H-ras protooncogene mutations in human thyroid neoplasms.

Structural alterations of protooncogene sequences may be involved in the pathogenesis of human neoplasms. We screened 54 thyroid tumors (36 benign and 18 malignant) for gene rearrangements of the protooncogenes c-myc, c-myb, c-fos, c-erb-B1, c-erb-B2, c-erb-A, N-ras, K-ras, and H-ras. Only mutations of H-ras were observed. None of the 15 colloid adenomas examined had detectable H-ras rearrangements. Of the remaining tumors, we observed mutations of H-ras in 4 benign and 4 malignant neoplasms. Gene amplification was found in 5 tumors. An aggressive recurrent papillary carcinoma had a marked amplification of one of the H-ras alleles.

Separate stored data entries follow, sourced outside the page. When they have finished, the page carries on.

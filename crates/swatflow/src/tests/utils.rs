use std::cell::RefCell;
use std::future::Future;
use std::os::unix::fs::PermissionsExt;
use std::path::{Path, PathBuf};
use std::pin::Pin;
use std::rc::Rc;

use tempfile::TempDir;

use crate::common::config::SwatflowConfig;
use crate::scheduler::{BatchScheduler, SchedulerResult, SubmitOutput};
use crate::workflow::state::WorkflowState;

/// Writes an executable shell script into `dir` and returns its path.
pub fn write_script(dir: &Path, name: &str, body: &str) -> PathBuf {
    let path = dir.join(name);
    std::fs::write(&path, format!("#!/bin/sh\n{body}\n")).unwrap();
    std::fs::set_permissions(&path, std::fs::Permissions::from_mode(0o755)).unwrap();
    path
}

/// Creates a workflow in a fresh temporary directory.
pub fn create_workflow(config: SwatflowConfig) -> (TempDir, WorkflowState) {
    let dir = TempDir::new().unwrap();
    let state = WorkflowState::new(dir.path().to_path_buf(), config);
    (dir, state)
}

#[derive(Debug, Clone, PartialEq)]
pub enum SchedulerCall {
    SubmitDag {
        dag_file: PathBuf,
        force: bool,
        /// Files that existed next to the DAG at the time of submission
        siblings: Vec<String>,
    },
    RemoveUserJobs(String),
}

/// Scheduler that records its calls and answers with a fixed exit code.
#[derive(Clone)]
pub struct MockScheduler {
    pub calls: Rc<RefCell<Vec<SchedulerCall>>>,
    pub submit_exit_code: i32,
    pub fail_remove: bool,
}

impl MockScheduler {
    pub fn new(submit_exit_code: i32) -> Self {
        Self {
            calls: Default::default(),
            submit_exit_code,
            fail_remove: false,
        }
    }

    pub fn calls(&self) -> Vec<SchedulerCall> {
        self.calls.borrow().clone()
    }

    pub fn submit_count(&self) -> usize {
        self.calls
            .borrow()
            .iter()
            .filter(|call| matches!(call, SchedulerCall::SubmitDag { .. }))
            .count()
    }
}

impl BatchScheduler for MockScheduler {
    fn submit_dag(
        &self,
        dag_file: &Path,
        force: bool,
    ) -> Pin<Box<dyn Future<Output = SchedulerResult<SubmitOutput>>>> {
        let mut siblings: Vec<String> = dag_file
            .parent()
            .and_then(|dir| std::fs::read_dir(dir).ok())
            .map(|entries| {
                entries
                    .filter_map(|e| e.ok())
                    .map(|e| e.file_name().to_string_lossy().to_string())
                    .collect()
            })
            .unwrap_or_default();
        siblings.sort();
        self.calls.borrow_mut().push(SchedulerCall::SubmitDag {
            dag_file: dag_file.to_path_buf(),
            force,
            siblings,
        });
        let exit_code = self.submit_exit_code;
        Box::pin(async move {
            Ok(SubmitOutput {
                exit_code,
                cluster_id: (exit_code == 0).then(|| "1".to_string()),
                stdout: String::new(),
                stderr: if exit_code == 0 {
                    String::new()
                } else {
                    "submission failed".to_string()
                },
            })
        })
    }

    fn remove_user_jobs(&self, user: &str) -> Pin<Box<dyn Future<Output = SchedulerResult<()>>>> {
        self.calls
            .borrow_mut()
            .push(SchedulerCall::RemoveUserJobs(user.to_string()));
        let fail = self.fail_remove;
        Box::pin(async move {
            if fail {
                anyhow::bail!("no jobs to remove");
            }
            Ok(())
        })
    }
}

The amplified allele was truncated, in that the 3' variable tandem repeat was not a part of the amplification unit, and contained a codon 12 point mutation leading to a valine for glycine substitution. We also observed the association of low copy gene amplification with a codon 12 valine for glycine mutation in a follicular adenoma. Two tumors contained H-ras EcoRI polymorphisms not present in the DNA of normal thyroid from the same individuals, and one follicular carcinoma showed loss of an H-ras allele. Ras protooncogenes may become transforming by quantitative mutations, leading to increased expression, or qualitative mechanisms, through activating point mutations. Both of these appear to coexist in thyroid neoplasms, and it may be that a combination of both mechanisms is capable of inducing a more complete spectrum of neoplastic phenotypes.